* Task instructions *
Search the data below for "LadderError"; list each line that holds it.
Top of Excerpted records
// crates/ladder-rs/src/program/mod.rs

mod node;
pub mod networks;

pub use node::{Link, Node, NodeKind};

use crate::hal::LadderError;
use crate::log::{my_info, my_warn};
use crate::memory::Address;
use crate::types::{MAX_LINKS, MAX_NODES};
use alloc::string::{String, ToString};
use alloc::vec::Vec;

/// One node record of a program document. `tag`, `setpoint`, `x` and `y`
/// are opaque editor data carried through unchanged.
#[derive(Debug, Clone, Default, PartialEq)]
pub struct NodeDoc {
    pub id: i64,
    pub network_id: String,
    pub node_type: String,
    pub addr: String,
    pub tag: String,
    pub instruction: String,
    pub args: String,
    pub setpoint: i32,
    pub x: i32,
    pub y: i32,
}

/// One link record of a program document.
#[derive(Debug, Clone, Default, PartialEq)]
pub struct LinkDoc {
    pub from: i64,
    pub to: i64,
    pub from_port: String,
    pub to_port: String,
}

/// The ingestion form of a program: what the transport layer hands over
/// after decoding an upload, and what the engine emits back on request.
#[derive(Debug, Clone, Default, PartialEq)]
pub struct ProgramDoc {
    pub nodes: Vec<NodeDoc>,
    pub links: Vec<LinkDoc>,
}

/// The loaded node and link tables the scan engine executes.
#[derive(Debug, Default)]
pub struct Program {
    nodes: Vec<Node>,
    links: Vec<Link>,
}

impl Program {
    /// An empty program; scanning it is a no-op.
    pub fn new() -> Self {
        Self::default()
    }

    /// Builds the node and link tables from a document.
    ///
    /// Node and link counts beyond the compile-time capacities are truncated
    /// with a warning. A node id outside `0..MAX_NODES` or appearing twice
    /// makes the document malformed: ids are used as scratch-array indices,
    /// so nothing is committed in that case. Links that name unknown nodes
    /// are dropped with a warning.
    pub fn load(doc: &ProgramDoc) -> Result<Program, LadderError> {
        let mut nodes: Vec<Node> = Vec::new();

        if doc.nodes.len() > MAX_NODES {
            my_warn!(
                "[PRG] document carries {} nodes, truncating to {}",
                doc.nodes.len(),
                MAX_NODES
            );
        }
        for rec in doc.nodes.iter().take(MAX_NODES) {
            if rec.id < 0 || rec.id as usize >= MAX_NODES {
                return Err(LadderError::MalformedProgram("node id out of range"));
            }
            let id = rec.id as usize;
            if nodes.iter().any(|n| n.id == id) {
                return Err(LadderError::MalformedProgram("duplicate node id"));
            }

            let kind = NodeKind::from_type_str(&rec.node_type);
            // A NETWORK node's addr is its network label, not a memory
            // reference; instructions address memory via their args.
            let addr = match kind {
                NodeKind::Network | NodeKind::Instruction => None,
                _ => match Address::parse(&rec.addr) {
                    Ok(addr) => Some(addr),
                    Err(e) => {
                        my_warn!("[PRG] node {}: address {:?} ignored ({})", id, rec.addr, e);
                        None
                    }
                },
            };

            nodes.push(Node {
                id,
                network: networks::canonical_id(&rec.network_id),
                kind,
                addr,
                addr_text: rec.addr.trim().to_string(),
                tag: rec.tag.clone(),
                instruction: rec.instruction.clone(),
                args: rec.args.clone(),
                setpoint: rec.setpoint,
                x: rec.x,
                y: rec.y,
            });
        }

        if doc.links.len() > MAX_LINKS {
            my_warn!(
                "[PRG] document carries {} links, truncating to {}",
                doc.links.len(),
                MAX_LINKS
            );
        }
        let mut links: Vec<Link> = Vec::new();
        for rec in doc.links.iter().take(MAX_LINKS) {
            let known = |id: i64| id >= 0 && nodes.iter().any(|n| n.id == id as usize);
            if !known(rec.from) || !known(rec.to) {
                my_warn!("[PRG] link {} -> {} names an unknown node, dropped", rec.from, rec.to);
                continue;
            }
            links.push(Link {
                from: rec.from as usize,
                to: rec.to as usize,
                from_port: rec.from_port.clone(),
                to_port: rec.to_port.clone(),
            });
        }

        if nodes.iter().any(|n| n.network == networks::UNASSIGNED) {
            networks::assign(&mut nodes, &links);
        }

        my_info!(
            "[PRG] loaded program: {} nodes, {} links, {} networks",
            nodes.len(),
            links.len(),
            count_networks(&nodes)
        );
        Ok(Program { nodes, links })
    }

    /// Reconstructs the document form of the loaded program, serving the
    /// transport's program-download request.
    pub fn document(&self) -> ProgramDoc {
        ProgramDoc {
            nodes: self
                .nodes
                .iter()
                .map(|n| NodeDoc {
                    id: n.id as i64,
                    network_id: n.network.clone(),
                    node_type: n.kind.type_str().to_string(),
                    addr: n.addr_text.clone(),
                    tag: n.tag.clone(),
                    instruction: n.instruction.clone(),
                    args: n.args.clone(),
                    setpoint: n.setpoint,
                    x: n.x,
                    y: n.y,
                })
                .collect(),
            links: self
                .links
                .iter()
                .map(|l| LinkDoc {
                    from: l.from as i64,
                    to: l.to as i64,
                    from_port: l.from_port.clone(),
                    to_port: l.to_port.clone(),
                })
                .collect(),
        }
    }

    pub fn nodes(&self) -> &[Node] {
        &self.nodes
    }

    pub fn links(&self) -> &[Link] {
        &self.links
    }

    /// Outgoing links of one node.
    pub fn links_from(&self, id: usize) -> impl Iterator<Item = &Link> {
        self.links.iter().filter(move |l| l.from == id)
    }

    /// Nodes of one network, in document order.
    pub fn nodes_in<'a>(&'a self, network: &'a str) -> impl Iterator<Item = &'a Node> {
        self.nodes.iter().filter(move |n| n.network == network)
    }

    /// The distinct canonical network ids, in execution order.
    pub fn network_ids(&self) -> Vec<String> {
        let mut ids: Vec<String> = Vec::new();
        for node in &self.nodes {
            if !ids.contains(&node.network) {
                ids.push(node.network.clone());
            }
        }
        ids.sort_by(|a, b| networks::compare_ids(a, b));
        ids
    }
}

fn count_networks(nodes: &[Node]) -> usize {
    let mut ids: Vec<&str> = nodes.iter().map(|n| n.network.as_str()).collect();
    ids.sort_unstable();
    ids.dedup();
    ids.len()
}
Bottom of Excerpted records
* Result of this exercise *
use crate::hal::LadderError;
    pub fn load(doc: &ProgramDoc) -> Result<Program, LadderError> {
                return Err(LadderError::MalformedProgram("node id out of range"));
                return Err(LadderError::MalformedProgram("duplicate node id"));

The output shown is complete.